BEGIN Source material

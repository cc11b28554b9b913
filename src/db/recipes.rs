use anyhow::{anyhow, Context, Result};
use rusqlite::{params, OptionalExtension};
use tracing::info;

use super::ingredients::resolve_ingredient_with;
use super::Store;
use crate::models::{NewRecipe, Recipe, RecipeSummary};

impl Store {
    /// Insert a recipe and link every listed ingredient, creating ingredients
    /// that do not exist yet. All rows land in one transaction: if any step
    /// fails the transaction is dropped uncommitted and nothing is visible.
    pub fn add_recipe(&mut self, recipe: &NewRecipe) -> Result<i64> {
        if recipe.name.trim().is_empty() {
            return Err(anyhow!("Recipe name is required."));
        }

        let tx = self
            .conn
            .transaction()
            .context("failed to start recipe transaction")?;

        tx.execute(
            "INSERT INTO recipes (name, cuisine, dish_type, prep_time, difficulty, method, rating)
             VALUES (?1, ?2, ?3, ?4, ?5, ?6, ?7)",
            params![
                recipe.name,
                recipe.cuisine,
                recipe.dish_type,
                recipe.prep_time,
                recipe.difficulty,
                recipe.method,
                recipe.rating,
            ],
        )
        .context("failed to insert recipe")?;
        let recipe_id = tx.last_insert_rowid();

        for name in &recipe.ingredients {
            let ingredient_id = resolve_ingredient_with(&tx, name)?;
            tx.execute(
                "INSERT INTO recipe_ingredients (recipe_id, ingredient_id) VALUES (?1, ?2)",
                params![recipe_id, ingredient_id],
            )
            .context("failed to link ingredient to recipe")?;
        }

        tx.commit().context("failed to commit recipe")?;
        info!(
            recipe_id,
            name = %recipe.name,
            ingredients = recipe.ingredients.len(),
            "added recipe"
        );
        Ok(recipe_id)
    }

    /// List recipes in insertion order, optionally narrowed to names that
    /// contain `search_term`. The term goes straight into a `LIKE` pattern:
    /// matching is case-insensitive for ASCII and `%`/`_` act as wildcards.
    pub fn list_recipes(&self, search_term: Option<&str>) -> Result<Vec<RecipeSummary>> {
        let term = search_term.unwrap_or_default();
        let pattern = format!("%{term}%");

        let mut stmt = self
            .conn
            .prepare(
                "SELECT id, name, cuisine, dish_type, prep_time, difficulty, rating
                 FROM recipes
                 WHERE ?1 = '' OR name LIKE ?2
                 ORDER BY id",
            )
            .context("failed to prepare recipe query")?;

        let recipes = stmt
            .query_map(params![term, pattern], |row| {
                Ok(RecipeSummary {
                    id: row.get(0)?,
                    name: row.get(1)?,
                    cuisine: row.get(2)?,
                    dish_type: row.get(3)?,
                    prep_time: row.get(4)?,
                    difficulty: row.get(5)?,
                    rating: row.get(6)?,
                })
            })
            .context("failed to iterate recipes")?
            .collect::<Result<Vec<_>, _>>()
            .context("failed to collect recipes")?;

        Ok(recipes)
    }

    /// Fetch one recipe with its method text.
    pub fn get_recipe_detail(&self, recipe_id: i64) -> Result<Recipe> {
        self.conn
            .query_row(
                "SELECT id, name, cuisine, dish_type, prep_time, difficulty, method, rating
                 FROM recipes WHERE id = ?1",
                params![recipe_id],
                |row| {
                    Ok(Recipe {
                        id: row.get(0)?,
                        name: row.get(1)?,
                        cuisine: row.get(2)?,
                        dish_type: row.get(3)?,
                        prep_time: row.get(4)?,
                        difficulty: row.get(5)?,
                        method: row.get(6)?,
                        rating: row.get(7)?,
                    })
                },
            )
            .optional()
            .context("failed to load recipe")?
            .ok_or_else(|| anyhow!("Recipe not found"))
    }

    /// Every recipe with its method, for the summary tab.
    pub fn list_recipe_details(&self) -> Result<Vec<Recipe>> {
        let mut stmt = self
            .conn
            .prepare(
                "SELECT id, name, cuisine, dish_type, prep_time, difficulty, method, rating
                 FROM recipes ORDER BY id",
            )
            .context("failed to prepare recipe detail query")?;

        let recipes = stmt
            .query_map([], |row| {
                Ok(Recipe {
                    id: row.get(0)?,
                    name: row.get(1)?,
                    cuisine: row.get(2)?,
                    dish_type: row.get(3)?,
                    prep_time: row.get(4)?,
                    difficulty: row.get(5)?,
                    method: row.get(6)?,
                    rating: row.get(7)?,
                })
            })
            .context("failed to iterate recipe details")?
            .collect::<Result<Vec<_>, _>>()
            .context("failed to collect recipe details")?;

        Ok(recipes)
    }
}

END Source material

Instructions for the task — Extract all of the data shown above without alteration.

Solution to the problem —
repository cc11b28554b9b913
filename src/db/recipes.rs
use anyhow::{anyhow, Context, Result};
use rusqlite::{params, OptionalExtension};
use tracing::info;

use super::ingredients::resolve_ingredient_with;
use super::Store;
use crate::models::{NewRecipe, Recipe, RecipeSummary};

impl Store {
    /// Insert a recipe and link every listed ingredient, creating ingredients
    /// that do not exist yet. All rows land in one transaction: if any step
    /// fails the transaction is dropped uncommitted and nothing is visible.
    pub fn add_recipe(&mut self, recipe: &NewRecipe) -> Result<i64> {
        if recipe.name.trim().is_empty() {
            return Err(anyhow!("Recipe name is required."));
        }

        let tx = self
            .conn
            .transaction()
            .context("failed to start recipe transaction")?;

        tx.execute(
            "INSERT INTO recipes (name, cuisine, dish_type, prep_time, difficulty, method, rating)
             VALUES (?1, ?2, ?3, ?4, ?5, ?6, ?7)",
            params![
                recipe.name,
                recipe.cuisine,
                recipe.dish_type,
                recipe.prep_time,
                recipe.difficulty,
                recipe.method,
                recipe.rating,
            ],
        )
        .context("failed to insert recipe")?;
        let recipe_id = tx.last_insert_rowid();

        for name in &recipe.ingredients {
            let ingredient_id = resolve_ingredient_with(&tx, name)?;
            tx.execute(
                "INSERT INTO recipe_ingredients (recipe_id, ingredient_id) VALUES (?1, ?2)",
                params![recipe_id, ingredient_id],
            )
            .context("failed to link ingredient to recipe")?;
        }

        tx.commit().context("failed to commit recipe")?;
        info!(
            recipe_id,
            name = %recipe.name,
            ingredients = recipe.ingredients.len(),
            "added recipe"
        );
        Ok(recipe_id)
    }

    /// List recipes in insertion order, optionally narrowed to names that
    /// contain `search_term`. The term goes straight into a `LIKE` pattern:
    /// matching is case-insensitive for ASCII and `%`/`_` act as wildcards.
    pub fn list_recipes(&self, search_term: Option<&str>) -> Result<Vec<RecipeSummary>> {
        let term = search_term.unwrap_or_default();
        let pattern = format!("%{term}%");

        let mut stmt = self
            .conn
            .prepare(
                "SELECT id, name, cuisine, dish_type, prep_time, difficulty, rating
                 FROM recipes
                 WHERE ?1 = '' OR name LIKE ?2
                 ORDER BY id",
            )
            .context("failed to prepare recipe query")?;

        let recipes = stmt
            .query_map(params![term, pattern], |row| {
                Ok(RecipeSummary {
                    id: row.get(0)?,
                    name: row.get(1)?,
                    cuisine: row.get(2)?,
                    dish_type: row.get(3)?,
                    prep_time: row.get(4)?,
                    difficulty: row.get(5)?,
                    rating: row.get(6)?,
                })
            })
            .context("failed to iterate recipes")?
            .collect::<Result<Vec<_>, _>>()
            .context("failed to collect recipes")?;

        Ok(recipes)
    }

    /// Fetch one recipe with its method text.
    pub fn get_recipe_detail(&self, recipe_id: i64) -> Result<Recipe> {
        self.conn
            .query_row(
                "SELECT id, name, cuisine, dish_type, prep_time, difficulty, method, rating
                 FROM recipes WHERE id = ?1",
                params![recipe_id],
                |row| {
                    Ok(Recipe {
                        id: row.get(0)?,
                        name: row.get(1)?,
                        cuisine: row.get(2)?,
                        dish_type: row.get(3)?,
                        prep_time: row.get(4)?,
                        difficulty: row.get(5)?,
                        method: row.get(6)?,
                        rating: row.get(7)?,
                    })
                },
            )
            .optional()
            .context("failed to load recipe")?
            .ok_or_else(|| anyhow!("Recipe not found"))
    }

    /// Every recipe with its method, for the summary tab.
    pub fn list_recipe_details(&self) -> Result<Vec<Recipe>> {
        let mut stmt = self
            .conn
            .prepare(
                "SELECT id, name, cuisine, dish_type, prep_time, difficulty, method, rating
                 FROM recipes ORDER BY id",
            )
            .context("failed to prepare recipe detail query")?;

        let recipes = stmt
            .query_map([], |row| {
                Ok(Recipe {
                    id: row.get(0)?,
                    name: row.get(1)?,
                    cuisine: row.get(2)?,
                    dish_type: row.get(3)?,
                    prep_time: row.get(4)?,
                    difficulty: row.get(5)?,
                    method: row.get(6)?,
                    rating: row.get(7)?,
                })
            })
            .context("failed to iterate recipe details")?
            .collect::<Result<Vec<_>, _>>()
            .context("failed to collect recipe details")?;

        Ok(recipes)
    }
}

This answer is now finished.